The problem: Search term "reports": copy each line of the records that contains it.

Dataset:
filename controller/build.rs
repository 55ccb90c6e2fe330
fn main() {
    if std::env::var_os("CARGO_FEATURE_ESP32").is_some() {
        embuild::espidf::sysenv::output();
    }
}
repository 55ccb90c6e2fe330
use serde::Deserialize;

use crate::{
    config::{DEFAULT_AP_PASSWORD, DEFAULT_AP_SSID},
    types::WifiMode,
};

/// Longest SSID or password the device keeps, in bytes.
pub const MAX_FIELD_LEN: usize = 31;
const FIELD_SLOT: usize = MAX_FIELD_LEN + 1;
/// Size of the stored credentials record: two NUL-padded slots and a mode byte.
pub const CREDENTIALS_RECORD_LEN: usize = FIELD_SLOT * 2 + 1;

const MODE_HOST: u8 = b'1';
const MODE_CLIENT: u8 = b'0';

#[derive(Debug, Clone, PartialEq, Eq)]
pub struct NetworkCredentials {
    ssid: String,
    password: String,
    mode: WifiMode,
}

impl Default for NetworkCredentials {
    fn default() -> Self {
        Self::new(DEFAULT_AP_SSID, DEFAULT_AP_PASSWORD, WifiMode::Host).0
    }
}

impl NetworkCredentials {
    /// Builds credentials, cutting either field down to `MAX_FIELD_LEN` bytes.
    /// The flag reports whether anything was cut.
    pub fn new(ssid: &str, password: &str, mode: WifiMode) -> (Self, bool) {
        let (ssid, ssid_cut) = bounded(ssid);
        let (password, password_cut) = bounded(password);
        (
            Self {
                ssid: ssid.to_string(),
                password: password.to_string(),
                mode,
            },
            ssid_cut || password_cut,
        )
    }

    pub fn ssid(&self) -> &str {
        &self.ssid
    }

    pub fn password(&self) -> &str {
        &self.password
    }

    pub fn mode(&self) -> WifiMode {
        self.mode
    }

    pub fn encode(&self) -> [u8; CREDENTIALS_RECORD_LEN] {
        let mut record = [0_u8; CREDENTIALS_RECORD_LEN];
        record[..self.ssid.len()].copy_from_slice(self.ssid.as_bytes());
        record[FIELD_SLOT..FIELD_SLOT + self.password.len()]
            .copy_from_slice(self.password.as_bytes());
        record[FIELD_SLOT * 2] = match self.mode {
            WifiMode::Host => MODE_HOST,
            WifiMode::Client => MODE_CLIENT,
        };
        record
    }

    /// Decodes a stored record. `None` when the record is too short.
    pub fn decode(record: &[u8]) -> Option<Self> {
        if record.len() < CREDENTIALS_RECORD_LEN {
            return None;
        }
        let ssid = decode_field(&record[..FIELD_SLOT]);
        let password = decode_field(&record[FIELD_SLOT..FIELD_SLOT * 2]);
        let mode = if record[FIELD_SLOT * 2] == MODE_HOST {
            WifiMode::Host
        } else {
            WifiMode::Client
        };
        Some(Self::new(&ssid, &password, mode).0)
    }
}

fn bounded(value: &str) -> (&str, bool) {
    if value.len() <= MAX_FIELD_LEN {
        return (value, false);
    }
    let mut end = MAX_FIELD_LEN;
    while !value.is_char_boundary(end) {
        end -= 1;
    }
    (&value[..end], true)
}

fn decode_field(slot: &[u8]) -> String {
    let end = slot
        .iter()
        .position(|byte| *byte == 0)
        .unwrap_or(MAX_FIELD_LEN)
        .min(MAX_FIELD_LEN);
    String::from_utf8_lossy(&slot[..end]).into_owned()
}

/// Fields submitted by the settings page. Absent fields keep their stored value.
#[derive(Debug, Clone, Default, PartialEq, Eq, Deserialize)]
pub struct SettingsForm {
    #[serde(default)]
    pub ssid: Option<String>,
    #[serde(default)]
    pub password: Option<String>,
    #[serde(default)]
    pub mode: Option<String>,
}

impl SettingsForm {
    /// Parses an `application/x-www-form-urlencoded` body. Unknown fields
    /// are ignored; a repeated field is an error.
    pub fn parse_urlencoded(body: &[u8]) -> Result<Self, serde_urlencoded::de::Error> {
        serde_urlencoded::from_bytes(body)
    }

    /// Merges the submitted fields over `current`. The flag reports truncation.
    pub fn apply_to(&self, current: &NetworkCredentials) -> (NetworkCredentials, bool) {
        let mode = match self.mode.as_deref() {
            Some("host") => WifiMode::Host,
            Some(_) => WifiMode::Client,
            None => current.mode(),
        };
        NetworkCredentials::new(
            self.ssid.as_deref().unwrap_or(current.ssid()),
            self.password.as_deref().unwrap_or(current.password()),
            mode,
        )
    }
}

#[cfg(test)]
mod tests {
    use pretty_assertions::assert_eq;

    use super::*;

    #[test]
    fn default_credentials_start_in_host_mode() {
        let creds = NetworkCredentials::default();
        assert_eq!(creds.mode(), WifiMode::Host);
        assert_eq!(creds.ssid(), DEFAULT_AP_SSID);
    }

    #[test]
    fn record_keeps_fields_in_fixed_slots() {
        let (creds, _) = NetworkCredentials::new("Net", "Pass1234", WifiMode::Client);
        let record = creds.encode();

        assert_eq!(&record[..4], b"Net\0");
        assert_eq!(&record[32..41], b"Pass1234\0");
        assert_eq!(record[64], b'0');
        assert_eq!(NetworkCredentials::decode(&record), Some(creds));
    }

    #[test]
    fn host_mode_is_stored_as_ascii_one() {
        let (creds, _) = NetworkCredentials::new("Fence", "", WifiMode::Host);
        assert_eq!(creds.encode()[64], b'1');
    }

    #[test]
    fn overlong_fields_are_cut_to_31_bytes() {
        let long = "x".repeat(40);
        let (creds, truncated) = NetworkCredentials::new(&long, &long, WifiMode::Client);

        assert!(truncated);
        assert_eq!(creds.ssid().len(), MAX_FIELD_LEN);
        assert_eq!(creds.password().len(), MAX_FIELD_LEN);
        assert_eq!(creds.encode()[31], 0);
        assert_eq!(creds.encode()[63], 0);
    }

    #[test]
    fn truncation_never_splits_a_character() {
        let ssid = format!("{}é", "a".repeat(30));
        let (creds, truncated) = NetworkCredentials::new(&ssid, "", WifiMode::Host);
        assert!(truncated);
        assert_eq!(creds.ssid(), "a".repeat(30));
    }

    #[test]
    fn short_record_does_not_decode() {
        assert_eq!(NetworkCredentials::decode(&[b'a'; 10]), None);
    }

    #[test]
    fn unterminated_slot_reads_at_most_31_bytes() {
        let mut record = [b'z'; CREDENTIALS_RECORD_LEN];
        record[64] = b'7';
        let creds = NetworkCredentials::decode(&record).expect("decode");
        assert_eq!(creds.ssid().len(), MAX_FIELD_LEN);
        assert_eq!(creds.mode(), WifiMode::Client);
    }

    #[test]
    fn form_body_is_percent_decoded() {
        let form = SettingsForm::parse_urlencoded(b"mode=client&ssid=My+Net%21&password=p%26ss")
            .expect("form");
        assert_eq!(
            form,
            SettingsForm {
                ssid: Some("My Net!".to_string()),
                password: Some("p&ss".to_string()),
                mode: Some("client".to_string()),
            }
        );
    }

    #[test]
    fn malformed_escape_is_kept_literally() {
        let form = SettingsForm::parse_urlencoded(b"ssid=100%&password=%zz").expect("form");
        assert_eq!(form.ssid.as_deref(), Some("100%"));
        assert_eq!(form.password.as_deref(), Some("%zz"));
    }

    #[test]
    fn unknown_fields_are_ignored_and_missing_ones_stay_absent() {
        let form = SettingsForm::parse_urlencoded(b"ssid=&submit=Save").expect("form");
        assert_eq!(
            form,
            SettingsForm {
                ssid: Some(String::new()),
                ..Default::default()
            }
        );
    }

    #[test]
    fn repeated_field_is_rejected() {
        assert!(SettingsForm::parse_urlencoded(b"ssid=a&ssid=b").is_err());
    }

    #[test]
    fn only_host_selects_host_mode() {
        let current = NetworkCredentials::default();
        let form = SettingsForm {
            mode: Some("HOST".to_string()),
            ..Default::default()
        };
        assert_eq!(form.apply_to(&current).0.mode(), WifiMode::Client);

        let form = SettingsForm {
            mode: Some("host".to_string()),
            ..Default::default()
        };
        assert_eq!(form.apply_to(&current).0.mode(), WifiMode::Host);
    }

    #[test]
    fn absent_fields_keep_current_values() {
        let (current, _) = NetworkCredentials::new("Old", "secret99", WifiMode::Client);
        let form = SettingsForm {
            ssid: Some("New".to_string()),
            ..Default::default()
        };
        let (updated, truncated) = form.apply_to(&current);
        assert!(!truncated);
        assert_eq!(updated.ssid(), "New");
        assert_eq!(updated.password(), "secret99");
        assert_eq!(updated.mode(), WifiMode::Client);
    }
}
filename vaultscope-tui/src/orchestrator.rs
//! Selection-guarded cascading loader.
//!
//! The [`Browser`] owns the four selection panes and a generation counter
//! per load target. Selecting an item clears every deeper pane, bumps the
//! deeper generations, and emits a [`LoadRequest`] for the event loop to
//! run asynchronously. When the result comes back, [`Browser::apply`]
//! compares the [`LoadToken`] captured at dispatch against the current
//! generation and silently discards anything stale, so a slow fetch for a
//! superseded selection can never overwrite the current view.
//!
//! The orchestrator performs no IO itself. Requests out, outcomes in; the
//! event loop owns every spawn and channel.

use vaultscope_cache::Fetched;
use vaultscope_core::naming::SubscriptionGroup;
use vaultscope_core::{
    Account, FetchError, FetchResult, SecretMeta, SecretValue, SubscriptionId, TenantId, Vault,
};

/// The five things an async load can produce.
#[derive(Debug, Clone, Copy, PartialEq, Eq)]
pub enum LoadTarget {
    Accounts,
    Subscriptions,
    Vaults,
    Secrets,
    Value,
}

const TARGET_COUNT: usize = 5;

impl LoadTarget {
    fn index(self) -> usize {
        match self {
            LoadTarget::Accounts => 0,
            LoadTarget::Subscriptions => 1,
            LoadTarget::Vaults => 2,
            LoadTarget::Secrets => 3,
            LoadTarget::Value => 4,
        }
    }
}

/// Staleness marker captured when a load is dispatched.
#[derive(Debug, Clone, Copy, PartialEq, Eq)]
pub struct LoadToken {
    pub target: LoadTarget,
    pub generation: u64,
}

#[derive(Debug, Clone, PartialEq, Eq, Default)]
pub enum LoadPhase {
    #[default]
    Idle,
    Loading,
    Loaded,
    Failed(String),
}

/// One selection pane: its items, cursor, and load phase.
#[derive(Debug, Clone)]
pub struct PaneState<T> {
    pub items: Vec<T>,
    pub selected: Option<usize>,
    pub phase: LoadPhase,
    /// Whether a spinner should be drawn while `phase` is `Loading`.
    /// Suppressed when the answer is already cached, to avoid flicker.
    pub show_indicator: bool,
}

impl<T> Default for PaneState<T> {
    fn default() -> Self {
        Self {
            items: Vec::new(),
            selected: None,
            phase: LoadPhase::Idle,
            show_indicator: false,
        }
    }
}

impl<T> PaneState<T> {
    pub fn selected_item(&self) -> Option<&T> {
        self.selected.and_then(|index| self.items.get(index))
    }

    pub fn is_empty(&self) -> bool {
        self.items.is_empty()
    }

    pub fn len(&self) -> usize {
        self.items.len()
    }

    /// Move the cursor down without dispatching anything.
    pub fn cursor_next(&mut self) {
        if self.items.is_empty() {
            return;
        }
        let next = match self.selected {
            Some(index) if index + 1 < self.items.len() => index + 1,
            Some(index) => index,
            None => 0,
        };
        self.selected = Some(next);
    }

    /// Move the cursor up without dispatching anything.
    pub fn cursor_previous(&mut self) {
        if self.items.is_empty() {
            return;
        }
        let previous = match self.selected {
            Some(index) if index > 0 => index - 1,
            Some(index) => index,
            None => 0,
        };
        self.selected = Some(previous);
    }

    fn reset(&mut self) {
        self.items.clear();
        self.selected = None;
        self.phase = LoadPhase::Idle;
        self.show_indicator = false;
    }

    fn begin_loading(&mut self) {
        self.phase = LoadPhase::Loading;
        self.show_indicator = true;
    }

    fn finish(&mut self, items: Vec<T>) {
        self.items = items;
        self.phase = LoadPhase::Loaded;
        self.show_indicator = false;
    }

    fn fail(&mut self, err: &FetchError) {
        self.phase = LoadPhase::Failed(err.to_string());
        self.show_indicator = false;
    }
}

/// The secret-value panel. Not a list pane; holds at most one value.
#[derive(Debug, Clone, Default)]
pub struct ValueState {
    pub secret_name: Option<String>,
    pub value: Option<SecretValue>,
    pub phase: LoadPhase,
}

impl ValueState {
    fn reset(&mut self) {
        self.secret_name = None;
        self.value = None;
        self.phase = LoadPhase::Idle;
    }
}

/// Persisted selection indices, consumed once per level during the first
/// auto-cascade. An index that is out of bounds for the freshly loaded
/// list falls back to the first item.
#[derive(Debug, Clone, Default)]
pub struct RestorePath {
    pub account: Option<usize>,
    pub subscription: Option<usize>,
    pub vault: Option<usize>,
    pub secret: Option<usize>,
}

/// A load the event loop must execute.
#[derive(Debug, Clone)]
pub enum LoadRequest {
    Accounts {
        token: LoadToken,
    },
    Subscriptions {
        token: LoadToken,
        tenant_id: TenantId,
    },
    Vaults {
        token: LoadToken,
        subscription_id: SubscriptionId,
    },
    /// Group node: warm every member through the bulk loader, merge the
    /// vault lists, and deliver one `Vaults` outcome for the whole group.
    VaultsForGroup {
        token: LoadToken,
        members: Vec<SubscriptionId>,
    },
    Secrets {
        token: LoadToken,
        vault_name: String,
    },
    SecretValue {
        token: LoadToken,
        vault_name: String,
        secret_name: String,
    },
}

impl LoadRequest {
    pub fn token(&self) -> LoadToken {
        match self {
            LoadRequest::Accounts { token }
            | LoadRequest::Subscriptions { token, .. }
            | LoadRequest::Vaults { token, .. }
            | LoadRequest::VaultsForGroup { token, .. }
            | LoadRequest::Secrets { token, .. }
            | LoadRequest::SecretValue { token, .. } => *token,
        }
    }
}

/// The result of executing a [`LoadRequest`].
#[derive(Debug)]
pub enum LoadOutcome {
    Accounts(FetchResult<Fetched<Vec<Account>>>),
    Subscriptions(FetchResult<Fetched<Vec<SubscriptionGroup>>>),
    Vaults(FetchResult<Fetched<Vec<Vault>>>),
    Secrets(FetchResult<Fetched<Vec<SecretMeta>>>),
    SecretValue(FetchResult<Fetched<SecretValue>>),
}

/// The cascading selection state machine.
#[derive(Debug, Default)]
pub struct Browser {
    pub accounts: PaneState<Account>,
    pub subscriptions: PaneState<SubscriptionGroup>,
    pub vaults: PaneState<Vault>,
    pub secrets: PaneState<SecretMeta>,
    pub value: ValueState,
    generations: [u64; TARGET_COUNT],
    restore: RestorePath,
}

Answer to the problem:
    /// The flag reports whether anything was cut.
    /// Merges the submitted fields over `current`. The flag reports truncation.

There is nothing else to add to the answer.